John Wayne n'a pas toujours apprécié celui qu'il appelait affectueusement "Papy Ford", le réalisateur John Ford, qui lui a plus d'une fois proposé des sujets et des personnages forts, qui ont redoré sa carrière, mais qui n'était pas toujours facile à vivre.
L'anecdote se déroule en 1944. La Seconde guerre mondiale fait rage, et Ford s'est engagé dans l'unité filmique du Bureau des services stratégiques. Il tourne alors beaucoup de documentaires, jusqu'à ce qu'on lui propose de tourner l'histoire du lieutenant de marine John Bulkeley et de ses équipages qui en mars 1942, ont détruit des avions et navires japonais stationnées dans les Philippines.
Pour ce projet baptisé Les Sacrifiés, que John Ford veut meilleur qu'un simple film de propagande comme Hollywood en tourne à la chaîne, passe beaucoup de temps avec le vrai Bulkeley afin de coller à la réalité. A cause du règlement militaire qui veut que le personnel n'apparaisse pas à l'écran sous son vrai nom, Bulkeley devient le lieutenant John "Brickley".
L'acteur Robert Montgomery, qui avait participé à l'opération sous les ordres de Bulkeley, est choisi pour le rôle principal et pour interpréter son second colérique, Ford pense à Robert Taylor, mais devant son indisponibilité, choisit son ami John Wayne.
Et durant les premiers jours de tournage, dans une scène où Montgomery et Wayne, filmés de dos, doivent saluer leur supérieur, Ford fait tourner deux prises, puis une troisième. Interloqués, les deux acteurs s'interrogent : personne ne sait pourquoi une scène aussi simple est recommencée. Ford coupe la troisième prise et d'après Montgomery qui raconte la scène dans l'ouvrage A la recherche de John Ford, devant "mille personnes" le réalisateur s'égosille :
"Duke ! Tu ne peux pas réussir un salut qui donne au moins l'impression que tu as été dans l'armée ?"

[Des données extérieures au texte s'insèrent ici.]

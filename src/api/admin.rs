use axum::{
    extract::{Path, Query, State},
    http::StatusCode,
    response::Json,
    routing::{get, post},
    Router,
};
use serde::Deserialize;

use crate::admin::*;
use crate::audit::AuditLogger;
use crate::auth::AuthUser;
use crate::crisis::{AlertAction, AlertStatus, AlertUpdate, CrisisService};
use crate::database::models::{
    AuditLogEntry, CrisisAlert, ForumReport, PlatformAnalytics, Resource, TherapistProfile, User,
};
use crate::database::now;
use crate::error::{AppError, AppResult};
use crate::forum::{
    ForumService, ModerationNote, PostAction, PostView, ReplyAction, ReplyView, ReportStatus, ReviewReport,
};
use crate::resources::{ResourceAction, ResourceInput, ResourceLibrary};
use crate::state::AppState;
use crate::therapists::{AvailabilityToggle, TherapistDirectory};

const DEFAULT_AUDIT_LIMIT: i64 = 100;

pub fn routes() -> Router<AppState> {
    Router::new()
        .route("/dashboard", get(dashboard))
        .route("/stats/:widget", get(widget))
        .route("/crisis-alerts", get(list_alerts))
        .route("/crisis-alerts/:id", get(get_alert))
        .route("/crisis-alerts/:id/:action", post(alert_action))
        .route("/forum/posts/:id/:action", post(moderate_post))
        .route("/forum/replies", get(held_replies))
        .route("/forum/replies/:id/:action", post(moderate_reply))
        .route("/forum/reports", get(list_reports))
        .route("/forum/reports/:id/review", post(review_report))
        .route("/users/:id/:action", post(user_action))
        .route("/therapists/:id/verify", post(verify_therapist))
        .route("/therapists/:id/availability", post(therapist_availability))
        .route("/resources", post(create_resource))
        .route("/resources/:id/:action", post(resource_action))
        .route("/analytics/snapshot", post(snapshot))
        .route("/audit-logs", get(audit_logs))
}

async fn dashboard(State(state): State<AppState>, user: AuthUser) -> AppResult<Json<StaffDashboard>> {
    user.require_staff()?;
    Ok(Json(AnalyticsService::new(state.pool()).dashboard().await?))
}

async fn widget(
    State(state): State<AppState>,
    user: AuthUser,
    Path(widget): Path<String>,
) -> AppResult<Json<WidgetData>> {
    user.require_staff()?;
    let widget = Widget::from_str(&widget).ok_or_else(|| AppError::not_found("Widget"))?;
    Ok(Json(AnalyticsService::new(state.pool()).widget(widget).await?))
}

#[derive(Debug, Default, Deserialize)]
struct StatusFilter {
    status: Option<String>,
}

async fn list_alerts(
    State(state): State<AppState>,
    user: AuthUser,
    Query(filter): Query<StatusFilter>,
) -> AppResult<Json<Vec<CrisisAlert>>> {
    user.require_staff()?;
    let status = match filter.status.as_deref().filter(|s| !s.is_empty()) {
        Some(s) => Some(
            AlertStatus::from_str(s).ok_or_else(|| AppError::validation(format!("Unknown alert status: {}", s)))?,
        ),
        None => None,
    };
    let alerts = CrisisService::new(state.pool(), state.config.clone())
        .list_alerts(status)
        .await?;
    Ok(Json(alerts))
}

async fn get_alert(
    State(state): State<AppState>,
    user: AuthUser,
    Path(alert_id): Path<String>,
) -> AppResult<Json<CrisisAlert>> {
    user.require_staff()?;
    let alert = CrisisService::new(state.pool(), state.config.clone())
        .get_alert(&alert_id)
        .await?;
    Ok(Json(alert))
}

async fn alert_action(
    State(state): State<AppState>,
    user: AuthUser,
    Path((alert_id, action)): Path<(String, String)>,
    body: Option<Json<AlertUpdate>>,
) -> AppResult<Json<CrisisAlert>> {
    user.require_staff()?;
    let action = AlertAction::from_str(&action)
        .ok_or_else(|| AppError::validation(format!("Unknown alert action: {}", action)))?;
    let update = body.map(|Json(b)| b).unwrap_or_default();
    let alert = CrisisService::new(state.pool(), state.config.clone())
        .apply_action(&alert_id, user.id(), action, update)
        .await?;
    Ok(Json(alert))
}

async fn moderate_post(
    State(state): State<AppState>,
    user: AuthUser,
    Path((post_id, action)): Path<(String, String)>,
    body: Option<Json<ModerationNote>>,
) -> AppResult<Json<PostView>> {
    user.require_staff()?;
    let action = PostAction::from_str(&action)
        .ok_or_else(|| AppError::validation(format!("Unknown moderation action: {}", action)))?;
    let note = body.map(|Json(b)| b).unwrap_or_default();
    let post = ForumService::new(state.pool(), state.config.clone())
        .moderate_post(user.id(), &post_id, action, note)
        .await?;
    Ok(Json(post))
}

async fn held_replies(State(state): State<AppState>, user: AuthUser) -> AppResult<Json<Vec<ReplyView>>> {
    user.require_staff()?;
    let replies = ForumService::new(state.pool(), state.config.clone())
        .held_replies()
        .await?;
    Ok(Json(replies))
}

async fn moderate_reply(
    State(state): State<AppState>,
    user: AuthUser,
    Path((reply_id, action)): Path<(String, String)>,
    body: Option<Json<ModerationNote>>,
) -> AppResult<Json<ReplyView>> {
    user.require_staff()?;
    let action = ReplyAction::from_str(&action)
        .ok_or_else(|| AppError::validation(format!("Unknown moderation action: {}", action)))?;
    let note = body.map(|Json(b)| b).unwrap_or_default();
    let reply = ForumService::new(state.pool(), state.config.clone())
        .moderate_reply(user.id(), &reply_id, action, note)
        .await?;
    Ok(Json(reply))
}

async fn list_reports(
    State(state): State<AppState>,
    user: AuthUser,
    Query(filter): Query<StatusFilter>,
) -> AppResult<Json<Vec<ForumReport>>> {
    user.require_staff()?;
    let status = match filter.status.as_deref().filter(|s| !s.is_empty()) {
        Some(s) => Some(
            ReportStatus::from_str(s).ok_or_else(|| AppError::validation(format!("Unknown report status: {}", s)))?,
        ),
        None => None,
    };
    let reports = ForumService::new(state.pool(), state.config.clone())
        .list_reports(status)
        .await?;
    Ok(Json(reports))
}

async fn review_report(
    State(state): State<AppState>,
    user: AuthUser,
    Path(report_id): Path<String>,
    Json(review): Json<ReviewReport>,
) -> AppResult<Json<ForumReport>> {
    user.require_staff()?;
    let report = ForumService::new(state.pool(), state.config.clone())
        .review_report(user.id(), &report_id, review)
        .await?;
    Ok(Json(report))
}

async fn user_action(
    State(state): State<AppState>,
    user: AuthUser,
    Path((user_id, action)): Path<(String, String)>,
    body: Option<Json<UserActionInput>>,
) -> AppResult<Json<User>> {
    user.require_admin()?;
    let action = UserAction::from_str(&action)
        .ok_or_else(|| AppError::validation(format!("Unknown user action: {}", action)))?;
    let input = body.map(|Json(b)| b).unwrap_or_default();
    let updated = UserAdmin::new(state.pool(), state.config.clone())
        .apply(user.id(), &user_id, action, input)
        .await?;
    Ok(Json(updated))
}

async fn verify_therapist(
    State(state): State<AppState>,
    user: AuthUser,
    Path(therapist_id): Path<String>,
) -> AppResult<Json<TherapistProfile>> {
    user.require_admin()?;
    let profile = TherapistDirectory::new(state.pool())
        .verify(user.id(), &therapist_id)
        .await?;
    Ok(Json(profile))
}

async fn therapist_availability(
    State(state): State<AppState>,
    user: AuthUser,
    Path(therapist_id): Path<String>,
    Json(toggle): Json<AvailabilityToggle>,
) -> AppResult<Json<TherapistProfile>> {
    user.require_admin()?;
    let profile = TherapistDirectory::new(state.pool())
        .set_available(user.id(), &therapist_id, toggle.available)
        .await?;
    Ok(Json(profile))
}

async fn create_resource(
    State(state): State<AppState>,
    user: AuthUser,
    Json(input): Json<ResourceInput>,
) -> AppResult<(StatusCode, Json<Resource>)> {
    user.require_staff()?;
    let resource = ResourceLibrary::new(state.pool()).create(user.id(), input).await?;
    Ok((StatusCode::CREATED, Json(resource)))
}

async fn resource_action(
    State(state): State<AppState>,
    user: AuthUser,
    Path((resource_id, action)): Path<(String, String)>,
) -> AppResult<Json<Resource>> {
    user.require_staff()?;
    let action = ResourceAction::from_str(&action)
        .ok_or_else(|| AppError::validation(format!("Unknown resource action: {}", action)))?;
    let resource = ResourceLibrary::new(state.pool())
        .apply_action(user.id(), &resource_id, action)
        .await?;
    Ok(Json(resource))
}

async fn snapshot(
    State(state): State<AppState>,
    user: AuthUser,
    body: Option<Json<SnapshotRequest>>,
) -> AppResult<Json<PlatformAnalytics>> {
    user.require_admin()?;
    let date = body
        .and_then(|Json(b)| b.date)
        .unwrap_or_else(|| now().date_naive());
    Ok(Json(AnalyticsService::new(state.pool()).snapshot(date).await?))
}

#[derive(Debug, Default, Deserialize)]
struct AuditQuery {
    limit: Option<i64>,
}

async fn audit_logs(
    State(state): State<AppState>,
    user: AuthUser,
    Query(query): Query<AuditQuery>,
) -> AppResult<Json<Vec<AuditLogEntry>>> {
    user.require_admin()?;
    let limit = query.limit.unwrap_or(DEFAULT_AUDIT_LIMIT).clamp(1, 1000);
    Ok(Json(AuditLogger::new(state.pool()).recent(limit).await?))
}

Une remarque terriblement humiliante pour Wayne, qui avait essayé de se faire engager, mais s'était fait recaler à cause de son âge (34 ans lors de l'entrée en guerre) et le fait qu'il était le seul pourvoyeur pour son épouse Josephine Alicia Saenz et leurs 4 enfants. Cela et le fait que Republic Pictures, qui le détenait sous contrat, voulait continuer d'exploiter la poule aux œufs d'or.
Retour sur le tournage des Sacrifiés où Wayne claque la porte du plateau, et Robert Montgomery, ancien président de la Guilde des acteurs, réagit au quart de tour : "C'était scandaleux, bien sûr. Je suis allé jusqu'à Ford, j'ai mis mes deux mains sur les bras de son fauteuil et lui ai dit : 'Ne parlez plus jamais de cette façon à personne'".
La réaction de Ford ? "D'abord, il s'est mis en colère : 'Je ne vais pas faire des excuses à ce fils de p*te !'... Puis il a fait preuve d'une parfaite mauvaise foi : 'Qu'est-ce que j'ai dit ? Je ne voulais pas blesser ses sentiments'. Et finalement, il s'est mis à pleurer."
Les intéressés se réconcilieront, et le tournage se poursuivra jusqu'à son terme sans anicroche exceptée une chute de Ford dans les studios de la MGM lui causant une importante fracture à la jambe. Montgomery tournera quelques séquences et Ford lui fera un beau compliment : "Je ne peux pas dire où mon travail finit et où commence le vôtre."